_Task details_
Please return every line of the listing. Keep each one exact.

_Given data_
——

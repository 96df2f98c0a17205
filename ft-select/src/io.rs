//! Reading trace files and writing selection results.
use std::fs::{
    self,
    File,
};
use std::io::Write;
use std::path::{
    Path,
    PathBuf,
};
use std::time::SystemTime;

use anyhow::{
    Context,
    Result,
};
use chrono::{
    DateTime,
    Utc,
};
use ft_core::BidirectionalTrace;
use serde::{
    Deserialize,
    Serialize,
};
use serde_json::json;
use tracing::{
    debug,
    instrument,
    warn,
};

/// Name of the file the selected traces are written to.
pub const SELECTED_TRACES_FILE: &str = "selected_traces.json";
/// Name of the run metadata file.
pub const METADATA_FILE: &str = "metadata.json";

/// Decodes a `MessagePack` trace file. Structs are maps and addresses are strings, matching what
/// [`to_msgpack`] writes.
fn from_msgpack(bytes: &[u8]) -> Result<Vec<BidirectionalTrace>> {
    let mut de = rmp_serde::Deserializer::new(bytes).with_human_readable();
    Ok(Vec::<BidirectionalTrace>::deserialize(&mut de)?)
}

/// Encodes traces as `MessagePack`.
///
/// # Errors
///
/// Fails if a trace cannot be serialized.
pub fn to_msgpack(traces: &[BidirectionalTrace]) -> Result<Vec<u8>> {
    let mut buf = Vec::new();
    traces.serialize(&mut rmp_serde::Serializer::new(&mut buf).with_struct_map().with_human_readable())?;
    Ok(buf)
}

/// Loads the bidirectional traces stored in `path`, as JSON or `MessagePack`.
///
/// # Errors
///
/// Fails if the file cannot be read or decodes as neither format.
#[instrument]
pub fn load_traces(path: &Path) -> Result<Vec<BidirectionalTrace>> {
    let bytes = fs::read(path).with_context(|| format!("reading {}", path.display()))?;
    let traces = match serde_json::from_slice(&bytes) {
        Ok(traces) => traces,
        Err(json_err) => {
            debug!("not JSON ({json_err}), trying MessagePack");
            from_msgpack(&bytes).with_context(|| format!("decoding {} (JSON error: {json_err})", path.display()))?
        },
    };
    debug!(count = traces.len(), "loaded traces");
    Ok(traces)
}

/// Creates a timestamped directory under `base_dir` and writes the run metadata into it.
///
/// # Errors
///
/// Fails if the directory or the metadata file cannot be written.
#[instrument]
pub fn create_timestamped_output_dir(base_dir: &Path) -> Result<PathBuf> {
    fs::create_dir_all(base_dir)?;

    let now: DateTime<Utc> = SystemTime::now().into();
    let timestamp = now.to_rfc3339().replace([':', '.', '+'], "-");
    let output_dir = base_dir.join(timestamp);
    if output_dir.exists() {
        warn!("output directory {} already exists, reusing it", output_dir.display());
    }
    fs::create_dir_all(&output_dir)?;

    let metadata = json!({
        "timestamp": now.to_rfc3339(),
        "version": env!("CARGO_PKG_VERSION"),
        "command_args": std::env::args().collect::<Vec<_>>(),
    });
    let mut file = File::create(output_dir.join(METADATA_FILE))?;
    file.write_all(serde_json::to_string_pretty(&metadata)?.as_bytes())?;

    Ok(output_dir)
}

/// Writes `traces` as pretty JSON into `output_dir` and returns the file path.
///
/// # Errors
///
/// Fails if the file cannot be written.
#[instrument(skip(traces), fields(count = traces.len()))]
pub fn write_selected_traces(output_dir: &Path, traces: &[BidirectionalTrace]) -> Result<PathBuf> {
    let path = output_dir.join(SELECTED_TRACES_FILE);
    let file = File::create(&path)?;
    serde_json::to_writer_pretty(file, traces)?;
    debug!("selection written to {}", path.display());
    Ok(path)
}

#[cfg(test)]
mod tests {
    use ft_core::testutils::*;
    use rstest::*;

    use super::*;

    #[rstest]
    fn test_load_json_and_msgpack(bidirectional_trace: BidirectionalTrace) {
        let dir = tempfile::tempdir().unwrap();
        let traces = vec![bidirectional_trace.clone(), denied(bidirectional_trace.forward_flow(), &["A"])];

        let json_path = dir.path().join("traces.json");
        fs::write(&json_path, serde_json::to_vec(&traces).unwrap()).unwrap();
        let msgpack_path = dir.path().join("traces.msgpack");
        fs::write(&msgpack_path, to_msgpack(&traces).unwrap()).unwrap();

        assert_eq!(load_traces(&json_path).unwrap(), traces);
        assert_eq!(load_traces(&msgpack_path).unwrap(), traces);
    }

    #[rstest]
    fn test_load_garbage_fails() {
        let dir = tempfile::tempdir().unwrap();
        let path = dir.path().join("garbage");
        fs::write(&path, b"\xc1not a trace").unwrap();
        assert!(load_traces(&path).is_err());
    }

    #[rstest]
    fn test_output_dir_has_metadata() {
        let dir = tempfile::tempdir().unwrap();
        let output_dir = create_timestamped_output_dir(&dir.path().join("runs")).unwrap();
        let metadata: serde_json::Value =
            serde_json::from_slice(&fs::read(output_dir.join(METADATA_FILE)).unwrap()).unwrap();
        assert_eq!(metadata["version"], env!("CARGO_PKG_VERSION"));
        assert!(output_dir.starts_with(dir.path().join("runs")));
    }
}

——

_Exercise solution_
repository 96df2f98c0a17205
filename ft-select/src/io.rs
//! Reading trace files and writing selection results.
use std::fs::{
    self,
    File,
};
use std::io::Write;
use std::path::{
    Path,
    PathBuf,
};
use std::time::SystemTime;

use anyhow::{
    Context,
    Result,
};
use chrono::{
    DateTime,
    Utc,
};
use ft_core::BidirectionalTrace;
use serde::{
    Deserialize,
    Serialize,
};
use serde_json::json;
use tracing::{
    debug,
    instrument,
    warn,
};

/// Name of the file the selected traces are written to.
pub const SELECTED_TRACES_FILE: &str = "selected_traces.json";
/// Name of the run metadata file.
pub const METADATA_FILE: &str = "metadata.json";

/// Decodes a `MessagePack` trace file. Structs are maps and addresses are strings, matching what
/// [`to_msgpack`] writes.
fn from_msgpack(bytes: &[u8]) -> Result<Vec<BidirectionalTrace>> {
    let mut de = rmp_serde::Deserializer::new(bytes).with_human_readable();
    Ok(Vec::<BidirectionalTrace>::deserialize(&mut de)?)
}

/// Encodes traces as `MessagePack`.
///
/// # Errors
///
/// Fails if a trace cannot be serialized.
pub fn to_msgpack(traces: &[BidirectionalTrace]) -> Result<Vec<u8>> {
    let mut buf = Vec::new();
    traces.serialize(&mut rmp_serde::Serializer::new(&mut buf).with_struct_map().with_human_readable())?;
    Ok(buf)
}

/// Loads the bidirectional traces stored in `path`, as JSON or `MessagePack`.
///
/// # Errors
///
/// Fails if the file cannot be read or decodes as neither format.
#[instrument]
pub fn load_traces(path: &Path) -> Result<Vec<BidirectionalTrace>> {
    let bytes = fs::read(path).with_context(|| format!("reading {}", path.display()))?;
    let traces = match serde_json::from_slice(&bytes) {
        Ok(traces) => traces,
        Err(json_err) => {
            debug!("not JSON ({json_err}), trying MessagePack");
            from_msgpack(&bytes).with_context(|| format!("decoding {} (JSON error: {json_err})", path.display()))?
        },
    };
    debug!(count = traces.len(), "loaded traces");
    Ok(traces)
}

/// Creates a timestamped directory under `base_dir` and writes the run metadata into it.
///
/// # Errors
///
/// Fails if the directory or the metadata file cannot be written.
#[instrument]
pub fn create_timestamped_output_dir(base_dir: &Path) -> Result<PathBuf> {
    fs::create_dir_all(base_dir)?;

    let now: DateTime<Utc> = SystemTime::now().into();
    let timestamp = now.to_rfc3339().replace([':', '.', '+'], "-");
    let output_dir = base_dir.join(timestamp);
    if output_dir.exists() {
        warn!("output directory {} already exists, reusing it", output_dir.display());
    }
    fs::create_dir_all(&output_dir)?;

    let metadata = json!({
        "timestamp": now.to_rfc3339(),
        "version": env!("CARGO_PKG_VERSION"),
        "command_args": std::env::args().collect::<Vec<_>>(),
    });
    let mut file = File::create(output_dir.join(METADATA_FILE))?;
    file.write_all(serde_json::to_string_pretty(&metadata)?.as_bytes())?;

    Ok(output_dir)
}

/// Writes `traces` as pretty JSON into `output_dir` and returns the file path.
///
/// # Errors
///
/// Fails if the file cannot be written.
#[instrument(skip(traces), fields(count = traces.len()))]
pub fn write_selected_traces(output_dir: &Path, traces: &[BidirectionalTrace]) -> Result<PathBuf> {
    let path = output_dir.join(SELECTED_TRACES_FILE);
    let file = File::create(&path)?;
    serde_json::to_writer_pretty(file, traces)?;
    debug!("selection written to {}", path.display());
    Ok(path)
}

#[cfg(test)]
mod tests {
    use ft_core::testutils::*;
    use rstest::*;

    use super::*;

    #[rstest]
    fn test_load_json_and_msgpack(bidirectional_trace: BidirectionalTrace) {
        let dir = tempfile::tempdir().unwrap();
        let traces = vec![bidirectional_trace.clone(), denied(bidirectional_trace.forward_flow(), &["A"])];

        let json_path = dir.path().join("traces.json");
        fs::write(&json_path, serde_json::to_vec(&traces).unwrap()).unwrap();
        let msgpack_path = dir.path().join("traces.msgpack");
        fs::write(&msgpack_path, to_msgpack(&traces).unwrap()).unwrap();

        assert_eq!(load_traces(&json_path).unwrap(), traces);
        assert_eq!(load_traces(&msgpack_path).unwrap(), traces);
    }

    #[rstest]
    fn test_load_garbage_fails() {
        let dir = tempfile::tempdir().unwrap();
        let path = dir.path().join("garbage");
        fs::write(&path, b"\xc1not a trace").unwrap();
        assert!(load_traces(&path).is_err());
    }

    #[rstest]
    fn test_output_dir_has_metadata() {
        let dir = tempfile::tempdir().unwrap();
        let output_dir = create_timestamped_output_dir(&dir.path().join("runs")).unwrap();
        let metadata: serde_json::Value =
            serde_json::from_slice(&fs::read(output_dir.join(METADATA_FILE)).unwrap()).unwrap();
        assert_eq!(metadata["version"], env!("CARGO_PKG_VERSION"));
        assert!(output_dir.starts_with(dir.path().join("runs")));
    }
}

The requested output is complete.